Laura Marholm

author

Laura Marholm

1854–1928

A sharp, controversial voice from the fin de siècle, she wrote literary criticism, novels, and biographies that explored women’s lives and ideals. Born in Riga and active across the Baltic and Scandinavian worlds, she became known for writing that sparked debate about marriage, gender, and modern womanhood.

2 Audiobooks

About the author

Born Laura Mohr in Riga in 1854, she was a Baltic-German writer, essayist, critic, and translator. Sources describe her as the daughter of a Danish sea captain and a German mother, and note that she was well educated before beginning a literary career that included theatre reviews, essays, and fiction.
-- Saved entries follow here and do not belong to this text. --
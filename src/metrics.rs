//! Prometheus metrics for registry activity
//!
//! Counters are process-wide; every registry instance reports into the same
//! series.

use prometheus::{
    Encoder, Histogram, HistogramOpts, IntCounter, IntCounterVec, IntGauge, IntGaugeVec, Opts,
    Registry, TextEncoder,
};
use std::time::Duration;
use tracing::{error, info};

lazy_static::lazy_static! {
    /// Global metrics registry
    pub static ref METRICS_REGISTRY: Registry = Registry::new();

    pub static ref MAKE_REQUESTS: IntCounterVec = IntCounterVec::new(
        Opts::new("photon_registry_make_requests_total", "Make requests by result"),
        &["result"]
    ).unwrap();

    pub static ref UNMAKE_REQUESTS: IntCounterVec = IntCounterVec::new(
        Opts::new("photon_registry_unmake_requests_total", "Unmake requests by result"),
        &["result"]
    ).unwrap();

    pub static ref BUILDS_TOTAL: IntCounterVec = IntCounterVec::new(
        Opts::new("photon_registry_builds_total", "Resource builds by status"),
        &["status"]
    ).unwrap();

    pub static ref BUILD_DURATION: Histogram = Histogram::with_opts(
        HistogramOpts::new(
            "photon_registry_build_duration_seconds",
            "Time spent in Lifetime::create"
        ).buckets(vec![0.0001, 0.001, 0.005, 0.01, 0.05, 0.1, 0.5, 1.0, 5.0])
    ).unwrap();

    pub static ref DESTROYS_TOTAL: IntCounter = IntCounter::new(
        "photon_registry_destroys_total",
        "Resources handed back to the lifetime policy"
    ).unwrap();

    pub static ref FLUSHES_TOTAL: IntCounter = IntCounter::new(
        "photon_registry_flushes_total",
        "Flush calls that did work"
    ).unwrap();

    pub static ref SLOT_EXHAUSTION: IntCounter = IntCounter::new(
        "photon_registry_slot_exhaustion_total",
        "Make requests refused because the slot pool was full"
    ).unwrap();

    pub static ref PENDING_OPERATIONS: IntGaugeVec = IntGaugeVec::new(
        Opts::new("photon_registry_pending_operations", "Queued operations awaiting flush"),
        &["queue"]
    ).unwrap();

    pub static ref LIVE_SLOTS: IntGauge = IntGauge::new(
        "photon_registry_live_slots",
        "Slots currently owned by a key"
    ).unwrap();
}

/// Initialize metrics registry
pub fn init_metrics() {
    info!("Initializing Prometheus metrics");

    METRICS_REGISTRY.register(Box::new(MAKE_REQUESTS.clone())).ok();
    METRICS_REGISTRY.register(Box::new(UNMAKE_REQUESTS.clone())).ok();
    METRICS_REGISTRY.register(Box::new(BUILDS_TOTAL.clone())).ok();
    METRICS_REGISTRY.register(Box::new(BUILD_DURATION.clone())).ok();
    METRICS_REGISTRY.register(Box::new(DESTROYS_TOTAL.clone())).ok();
    METRICS_REGISTRY.register(Box::new(FLUSHES_TOTAL.clone())).ok();
    METRICS_REGISTRY.register(Box::new(SLOT_EXHAUSTION.clone())).ok();
    METRICS_REGISTRY.register(Box::new(PENDING_OPERATIONS.clone())).ok();
    METRICS_REGISTRY.register(Box::new(LIVE_SLOTS.clone())).ok();

    info!("Metrics initialized successfully");
}

pub fn record_make(result: &str) {
    MAKE_REQUESTS.with_label_values(&[result]).inc();
}

pub fn record_unmake(result: &str) {
    UNMAKE_REQUESTS.with_label_values(&[result]).inc();
}

/// Record one `Lifetime::create` call
pub fn record_build(success: bool, elapsed: Duration) {
    let status = if success { "success" } else { "error" };
    BUILDS_TOTAL.with_label_values(&[status]).inc();
    BUILD_DURATION.observe(elapsed.as_secs_f64());
}

pub fn record_destroy() {
    DESTROYS_TOTAL.inc();
}

/// Record a flush pass and the queue depths it left behind
pub fn record_flush(makes: usize, unmakes: usize, live_slots: usize) {
    FLUSHES_TOTAL.inc();
    PENDING_OPERATIONS.with_label_values(&["makes"]).set(makes as i64);
    PENDING_OPERATIONS.with_label_values(&["unmakes"]).set(unmakes as i64);
    LIVE_SLOTS.set(live_slots as i64);
}

pub fn record_exhaustion() {
    SLOT_EXHAUSTION.inc();
}

/// Export all metrics in Prometheus text format
pub fn export_metrics() -> String {
    let encoder = TextEncoder::new();
    let metric_families = METRICS_REGISTRY.gather();

    let mut buffer = Vec::new();
    if let Err(e) = encoder.encode(&metric_families, &mut buffer) {
        error!(error = %e, "Failed to encode metrics");
        return String::from("# Error encoding metrics\n");
    }

    String::from_utf8(buffer).unwrap_or_else(|_| String::from("# Error converting metrics\n"))
}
Her work ranged from literary criticism and biographies of women to novels whose heroines often sought meaning in marriage. She moved in Scandinavian literary circles, wrote on figures such as Henrik Ibsen, and later married the Swedish writer Ola Hansson in 1890. Through both her journalism and books, she became a visible and sometimes divisive participant in late 19th-century debates about women, psychology, and emancipation.

Although not as widely read today as some of her contemporaries, she remains an interesting figure in Nordic and Baltic literary history because of the way her writing crossed languages, countries, and cultural arguments. She died in 1928.